- The task
The expected result is the material below, reproduced exactly from its first line through the line containing "read configuration file".

- Input material
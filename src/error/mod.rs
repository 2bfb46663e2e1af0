mod app_error;
mod constraint_parser;
mod database_converter;

pub use app_error::{AppError, AppResult, ValidationFieldError};
pub use constraint_parser::{ConstraintParser, ForeignKeyViolation};
pub use database_converter::DatabaseErrorConverter;
//! CLI argument validation functions
//!
//! Value parsers used by clap for arguments it cannot check on its own.

use std::fs;
use std::path::PathBuf;

/// Validate port number is within valid range (1-65535)
pub fn validate_port(port_str: &str) -> Result<u16, String> {
    let port: u16 = port_str.parse().map_err(|_| {
        format!(
            "Port must be a valid number between 1 and 65535, got: '{}'",
            port_str
        )
    })?;

    if port == 0 {
        return Err("Port must be between 1 and 65535. Port 0 is not allowed.".to_string());
    }

    Ok(port)
}

/// Validate that a file path exists, is a file and is readable
pub fn validate_config_file_path(path_str: &str) -> Result<PathBuf, String> {
    let path = PathBuf::from(path_str);

    if !path.exists() {
        return Err(format!("Configuration file does not exist: '{}'", path_str));
    }

    if !path.is_file() {
        return Err(format!("Configuration path is not a file: '{}'", path_str));
    }

    match fs::File::open(&path) {
        Ok(_) => Ok(path),
        Err(e) => Err(format!(
            "Cannot read configuration file '{}': {}",
            path_str, e
        )),
    }
}

/// Validate host address format (basic validation)
pub fn validate_host_address(host_str: &str) -> Result<String, String> {
    let host = host_str.trim();

    if host.is_empty() {
        return Err("Host address cannot be empty".to_string());
    }

    if host.contains(' ') {
        return Err("Host address cannot contain spaces".to_string());
    }

    if host == "localhost" || host == "0.0.0.0" {
        return Ok(host.to_string());
    }

    // Dotted quads must be real IPv4 addresses; anything else is a hostname
    if host.chars().all(|c| c.is_ascii_digit() || c == '.') {
        return host
            .parse::<std::net::Ipv4Addr>()
            .map(|_| host.to_string())
            .map_err(|_| format!("Invalid IPv4 address format: '{}'", host_str));
    }

    if host.len() > 253 {
        return Err("Host address is too long (maximum 253 characters)".to_string());
    }

    Ok(host.to_string())
}
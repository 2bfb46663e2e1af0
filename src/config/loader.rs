//! Configuration loader for shop-rs
//!
//! This module provides the `ConfigLoader` struct that handles loading
//! configuration from multiple sources with proper precedence.

use std::collections::HashMap;
use std::path::{Path, PathBuf};

use config::builder::DefaultState;
use config::{Config, ConfigBuilder, Environment, File, FileFormat};

use crate::config::environment::Environment as AppEnvironment;
use crate::config::error::ConfigError;
use crate::config::settings::Settings;

/// Environment variable for configuration directory
const CONFIG_DIR_ENV: &str = "SHOP_CONFIG_DIR";

/// Environment variable for specific configuration file
const CONFIG_FILE_ENV: &str = "SHOP_CONFIG_FILE";

/// Legacy listening port, honoured when `SHOP_SERVER__PORT` is absent
const LEGACY_PORT_ENV: &str = "PORT";

const SERVER_PORT_ENV: &str = "SHOP_SERVER__PORT";

const DEFAULT_CONFIG_DIR: &str = "config";

/// Environment variable prefix for configuration overrides
const ENV_PREFIX: &str = "SHOP";

/// Separator for nested configuration keys in environment variables
const ENV_SEPARATOR: &str = "__";

/// Configuration loader that handles layered configuration loading
///
/// The loader supports the following configuration sources (in order of priority):
/// 1. `default.toml` - Base default configuration (required)
/// 2. `{environment}.toml` - Environment-specific configuration (optional)
/// 3. `local.toml` - Local development overrides (optional)
/// 4. `PORT` for the listening port
/// 5. `SHOP_*` environment variables (highest priority)
#[derive(Debug)]
pub struct ConfigLoader {
    config_dir: PathBuf,
    /// Specific configuration file path (if set, skips layered loading)
    config_file: Option<PathBuf>,
    environment: AppEnvironment,
    /// Snapshot of the process environment the loader reads from
    vars: HashMap<String, String>,
}

impl ConfigLoader {
    /// Create a loader from the current process environment.
    ///
    /// # Errors
    ///
    /// Returns an error if both `SHOP_CONFIG_DIR` and `SHOP_CONFIG_FILE` are set,
    /// as they are mutually exclusive.
    pub fn new() -> Result<Self, ConfigError> {
        Self::from_vars(std::env::vars().collect())
    }

    /// Create a loader that reads `SHOP_*` and `PORT` from `vars` instead
    /// of the process environment.
    pub fn from_vars(vars: HashMap<String, String>) -> Result<Self, ConfigError> {
        let config_file = vars.get(CONFIG_FILE_ENV).map(PathBuf::from);

        if config_file.is_some() && vars.contains_key(CONFIG_DIR_ENV) {
            return Err(ConfigError::ConflictingSources);
        }

        let config_dir = vars
            .get(CONFIG_DIR_ENV)
            .map(PathBuf::from)
            .unwrap_or_else(|| PathBuf::from(DEFAULT_CONFIG_DIR));
        let environment = AppEnvironment::from_vars(&vars);

        Ok(Self {
            config_dir,
            config_file,
            environment,
            vars,
        })
    }

    /// Load a single file instead of the layered directory.
    pub fn with_config_file(mut self, path: impl Into<PathBuf>) -> Self {
        self.config_file = Some(path.into());
        self
    }

    pub fn with_environment(mut self, environment: AppEnvironment) -> Self {
        self.environment = environment;
        self
    }

    pub fn environment(&self) -> AppEnvironment {
        self.environment
    }

    pub fn config_dir(&self) -> &Path {
        &self.config_dir
    }

    /// Load configuration from all sources
    ///
    /// # Errors
    ///
    /// Returns an error if:
    /// - `default.toml` is not found (when using layered loading)
    /// - Configuration parsing fails
    /// - `PORT` is set but is not a valid port number
    /// - Configuration validation fails
    pub fn load(&self) -> Result<Settings, ConfigError> {
        let config = self.build_config()?;
        let mut settings: Settings = config.try_deserialize().map_err(ConfigError::Deserialize)?;

        self.apply_legacy_port(&mut settings)?;
        settings.validate()?;

        Ok(settings)
    }

    fn build_config(&self) -> Result<Config, ConfigError> {
        let builder = Config::builder();

        let builder = match self.config_file {
            Some(ref config_file) => Self::add_file_source(builder, config_file, true)?,
            None => self.build_layered_config(builder)?,
        };

        // SHOP_SERVER__PORT -> server.port
        let builder = self.add_env_source(builder);

        builder.build().map_err(ConfigError::from)
    }

    fn build_layered_config(
        &self,
        builder: ConfigBuilder<DefaultState>,
    ) -> Result<ConfigBuilder<DefaultState>, ConfigError> {
        let default_path = self.config_dir.join("default.toml");
        let builder = Self::add_file_source(builder, &default_path, true)?;

        let env_path = self
            .config_dir
            .join(format!("{}.toml", self.environment.as_str()));
        let builder = Self::add_file_source(builder, &env_path, false)?;

        let local_path = self.config_dir.join("local.toml");
        Self::add_file_source(builder, &local_path, false)
    }

    fn add_file_source(
        builder: ConfigBuilder<DefaultState>,
        path: &Path,
        required: bool,
    ) -> Result<ConfigBuilder<DefaultState>, ConfigError> {
        if required && !path.exists() {
            return Err(ConfigError::MissingFile {
                path: path.to_path_buf(),
            });
        }

        Ok(builder.add_source(File::from(path).format(FileFormat::Toml).required(required)))
    }

    /// Maps `SHOP_`-prefixed variables onto configuration keys, with `__`
    /// separating nested sections (`SHOP_DATABASE__URL` -> `database.url`).
    fn add_env_source(&self, builder: ConfigBuilder<DefaultState>) -> ConfigBuilder<DefaultState> {
        let source: config::Map<String, String> = self
            .vars
            .iter()
            .map(|(key, value)| (key.clone(), value.clone()))
            .collect();

        builder.add_source(
            Environment::with_prefix(ENV_PREFIX)
                .prefix_separator("_")
                .separator(ENV_SEPARATOR)
                .ignore_empty(true)
                .try_parsing(true)
                .source(Some(source)),
        )
    }

    fn apply_legacy_port(&self, settings: &mut Settings) -> Result<(), ConfigError> {
        if self.vars.contains_key(SERVER_PORT_ENV) {
            return Ok(());
        }

        let Some(raw) = self
            .vars
            .get(LEGACY_PORT_ENV)
            .map(|value| value.trim())
            .filter(|value| !value.is_empty())
        else {
            return Ok(());
        };

        settings.server.port = raw.parse().map_err(|_| ConfigError::InvalidEnvVar {
            var: LEGACY_PORT_ENV,
            value: raw.to_string(),
            message: "expected a port number between 1 and 65535".to_string(),
        })?;
        Ok(())
    }
}
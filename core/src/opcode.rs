/// # Opcodes
///
/// Opcodes are 16 bits each, stored big-endian. Their behavior is cased on some combination of:
/// - `(n, _, _, _)` broad categorization; applies to all opcodes
/// - `(_, _, _, n)` specific behavior within a category
/// - `(_, _, n, n)` more specific behavior within a category
/// - `(_, n, n, n)` some fixed function that doesn't require variables (e.g. CLS; clear screen)
///
/// Nibbles not used to determine the operation often (but not always) carry operands.
/// - `(_, n, n, n)` a 12-bit address
/// - `(_, _, n, n)` an immediate byte that is assigned to and/or compared with Vx
/// - `(_, n, _, _)` refers either to the register Vx or a range of registers V0..Vx
/// - `(_, _, n, _)` refers to the register Vy
#[derive(Copy, Clone, Debug, PartialEq, Eq)]
pub struct Opcode(pub u16);

impl Opcode {
    /// The opcode's component nibbles, most significant first.
    pub fn nibbles(self) -> (u8, u8, u8, u8) {
        (self.major(), self.x(), self.y(), self.n())
    }

    /// `[o___]`
    pub fn major(self) -> u8 {
        ((self.0 & 0xF000) >> 12) as u8
    }

    /// `[_x__]`
    pub fn x(self) -> u8 {
        ((self.0 & 0x0F00) >> 8) as u8
    }

    /// `[__y_]`
    pub fn y(self) -> u8 {
        ((self.0 & 0x00F0) >> 4) as u8
    }

    /// `[___n]`
    pub fn n(self) -> u8 {
        (self.0 & 0x000F) as u8
    }

    /// `[__kk]`
    pub fn kk(self) -> u8 {
        (self.0 & 0x00FF) as u8
    }

    /// `[_adr]`
    pub fn addr(self) -> u16 {
        self.0 & 0x0FFF
    }
}

impl From<u16> for Opcode {
    fn from(word: u16) -> Self {
        Opcode(word)
    }
}
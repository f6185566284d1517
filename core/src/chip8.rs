use std::io::Read;

use log::{debug, trace, warn};
use rand::rngs::StdRng;
use rand::{RngCore, SeedableRng};

use crate::config::Config;
use crate::constants::{MAX_ROM_SIZE, PROGRAM_START, STACK_DEPTH};
use crate::error::{CycleError, LoadError};
use crate::instruction::Instruction;
use crate::opcode::Opcode;
use crate::operations::*;
use crate::quirks::QuirkSet;
use crate::state::{FrameBuffer, State};

/// # Chip-8
/// Chip-8 is a virtual machine and corresponding interpreted language.
///
/// Tracks:
///  - current `state`
///  - the `quirks` selecting how ambiguous instructions behave
///  - the `rng` feeding the random instruction
///
/// Supplies interfaces for:
/// - loading roms
/// - pressing and releasing keys
/// - advancing the CPU by a single instruction
/// - advancing its timers
/// - inspecting its frame buffer for rendering by some display, and everything else for
///   debugging
pub struct Chip8 {
    state: State,
    quirks: QuirkSet,
    rng: Box<dyn RngCore>,
}

impl Chip8 {
    pub fn new() -> Self {
        Self::with_quirks(QuirkSet::default())
    }

    pub fn with_quirks(quirks: QuirkSet) -> Self {
        Chip8 {
            state: State::new(),
            quirks,
            rng: Box::new(StdRng::from_entropy()),
        }
    }

    pub fn from_config(config: &Config) -> Self {
        Self::with_quirks(config.quirks)
    }

    /// Replaces the source of random bytes, e.g. with a seeded generator for reproducible runs
    pub fn with_rng<R: RngCore + 'static>(mut self, rng: R) -> Self {
        self.rng = Box::new(rng);
        self
    }

    /// Load a rom from a source
    ///
    /// The whole source is read before memory is touched, so a failed read leaves the VM as
    /// it was. Bytes that don't fit in memory are dropped.
    ///
    /// # Arguments
    /// * `reader` a reader that contains a ROM
    pub fn load_rom(&mut self, reader: &mut dyn Read) -> Result<usize, LoadError> {
        let mut rom = Vec::new();
        reader.read_to_end(&mut rom)?;
        Ok(self.load_bytes(&rom))
    }

    /// Copies a ROM into memory at the reset vector, returning the number of bytes loaded
    pub fn load_bytes(&mut self, rom: &[u8]) -> usize {
        let len = rom.len().min(MAX_ROM_SIZE);
        if len < rom.len() {
            debug!("ROM is {} bytes, only loading the first {}", rom.len(), len);
        }
        let start = PROGRAM_START as usize;
        self.state.memory[start..start + len].copy_from_slice(&rom[..len]);
        debug!("loaded {} byte ROM at {:03X}", len, PROGRAM_START);
        len
    }

    /// Replace the set of held keys; bit k is set while key k is held
    pub fn set_keypad(&mut self, keypad: u16) {
        self.state.keypad = keypad;
    }

    /// Set the pressed status of key
    ///
    /// # Arguments
    /// * `key` the 4-bit representation of the key that was pressed
    pub fn key_press(&mut self, key: u8) {
        self.state.keypad |= 1 << (key & 0xF);
    }

    /// Unset the pressed status of key
    ///
    /// # Arguments
    /// * `key` the 4-bit representation of the key that was released
    pub fn key_release(&mut self, key: u8) {
        self.state.keypad &= !(1 << (key & 0xF));
    }

    /// Advances the CPU by a single cycle
    /// - gets the opcode at the pc and moves the pc past it
    /// - decodes and executes it
    ///
    /// Errors are logged and returned but never leave the VM in a state it can't continue
    /// from; the offending instruction simply does nothing.
    pub fn cycle(&mut self) -> Result<(), CycleError> {
        let pc = self.state.pc;
        let op = Opcode(self.state.word(pc));
        self.state.advance_pc();

        let instruction = Instruction::decode(op);
        trace!("{:03X} {:04X} {}", pc, op.0, instruction);

        let result = self.execute(instruction, pc);
        if let Err(error) = &result {
            warn!("{}", error);
        }
        result
    }

    fn execute(&mut self, instruction: Instruction, pc: u16) -> Result<(), CycleError> {
        use Instruction::*;

        let state = &mut self.state;
        let quirks = &self.quirks;
        match instruction {
            Cls => clr(state),
            Ret => rts(state)?,
            Jp { addr } => jump(state, addr),
            Call { addr } => call(state, addr)?,
            SeByte { x, kk } => ske(state, x, kk),
            SneByte { x, kk } => skne(state, x, kk),
            SeReg { x, y } => skre(state, x, y),
            LdByte { x, kk } => load(state, x, kk),
            AddByte { x, kk } => add(state, x, kk),
            LdReg { x, y } => mv(state, x, y),
            Or { x, y } => or(state, x, y, quirks),
            And { x, y } => and(state, x, y, quirks),
            Xor { x, y } => xor(state, x, y, quirks),
            AddReg { x, y } => addr(state, x, y),
            Sub { x, y } => sub(state, x, y),
            Shr { x, y } => shr(state, x, y, quirks),
            Subn { x, y } => subn(state, x, y),
            Shl { x, y } => shl(state, x, y, quirks),
            SneReg { x, y } => skrne(state, x, y),
            LdI { addr } => loadi(state, addr),
            JpOffset { x, addr } => jumpi(state, x, addr, quirks),
            Rnd { x, kk } => rand(state, x, kk, self.rng.as_mut()),
            Drw { x, y, n } => draw(state, x, y, n, quirks),
            Skp { x } => skpr(state, x),
            Sknp { x } => skup(state, x),
            LdFromDelay { x } => moved(state, x),
            LdKey { x } => keyd(state, x),
            LdDelay { x } => loads(state, x),
            LdSound { x } => ld(state, x),
            AddI { x } => addi(state, x),
            LdFont { x } => ldspr(state, x),
            Bcd { x } => bcd(state, x),
            Store { x } => stor(state, x, quirks),
            Load { x } => read(state, x, quirks),
            Undefined(op) => return Err(CycleError::UndefinedOpcode { op, pc }),
        }
        Ok(())
    }

    /// Handles a 60Hz timer pulse
    /// - decrements the delay and sound timers, stopping at 0
    /// - opens the next frame for drawing
    pub fn tick(&mut self) {
        self.state.delay_timer = self.state.delay_timer.saturating_sub(1);
        self.state.sound_timer = self.state.sound_timer.saturating_sub(1);
        self.state.draw_ready = true;
    }

    /// Whether a tone should currently be playing
    pub fn sound_active(&self) -> bool {
        self.state.sound_timer > 0
    }

    pub fn state(&self) -> &State {
        &self.state
    }

    pub fn quirks(&self) -> &QuirkSet {
        &self.quirks
    }

    pub fn frame_buffer(&self) -> &FrameBuffer {
        &self.state.frame_buffer
    }

    pub fn registers(&self) -> &[u8; 16] {
        &self.state.v
    }

    pub fn pc(&self) -> u16 {
        self.state.pc
    }

    pub fn i(&self) -> u16 {
        self.state.i
    }

    pub fn sp(&self) -> u8 {
        self.state.sp
    }

    pub fn stack(&self) -> &[u16; STACK_DEPTH] {
        &self.state.stack
    }

    pub fn memory(&self) -> &[u8] {
        &self.state.memory
    }

    pub fn delay_timer(&self) -> u8 {
        self.state.delay_timer
    }

    pub fn sound_timer(&self) -> u8 {
        self.state.sound_timer
    }

    pub fn keypad(&self) -> u16 {
        self.state.keypad
    }
}

impl Default for Chip8 {
    fn default() -> Self {
        Self::new()
    }
}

- Task answer
filename src/error/mod.rs
repository 2bfb46663e2e1af0
mod app_error;
mod constraint_parser;
mod database_converter;

pub use app_error::{AppError, AppResult, ValidationFieldError};
pub use constraint_parser::{ConstraintParser, ForeignKeyViolation};
pub use database_converter::DatabaseErrorConverter;
//! CLI argument validation functions
//!
//! Value parsers used by clap for arguments it cannot check on its own.

use std::fs;
use std::path::PathBuf;

/// Validate port number is within valid range (1-65535)
pub fn validate_port(port_str: &str) -> Result<u16, String> {
    let port: u16 = port_str.parse().map_err(|_| {
        format!(
            "Port must be a valid number between 1 and 65535, got: '{}'",
            port_str
        )
    })?;

    if port == 0 {
        return Err("Port must be between 1 and 65535. Port 0 is not allowed.".to_string());
    }

    Ok(port)
}

/// Validate that a file path exists, is a file and is readable
pub fn validate_config_file_path(path_str: &str) -> Result<PathBuf, String> {
    let path = PathBuf::from(path_str);

    if !path.exists() {
        return Err(format!("Configuration file does not exist: '{}'", path_str));
    }

    if !path.is_file() {
        return Err(format!("Configuration path is not a file: '{}'", path_str));
    }

    match fs::File::open(&path) {
        Ok(_) => Ok(path),
        Err(e) => Err(format!(
            "Cannot read configuration file '{}': {}",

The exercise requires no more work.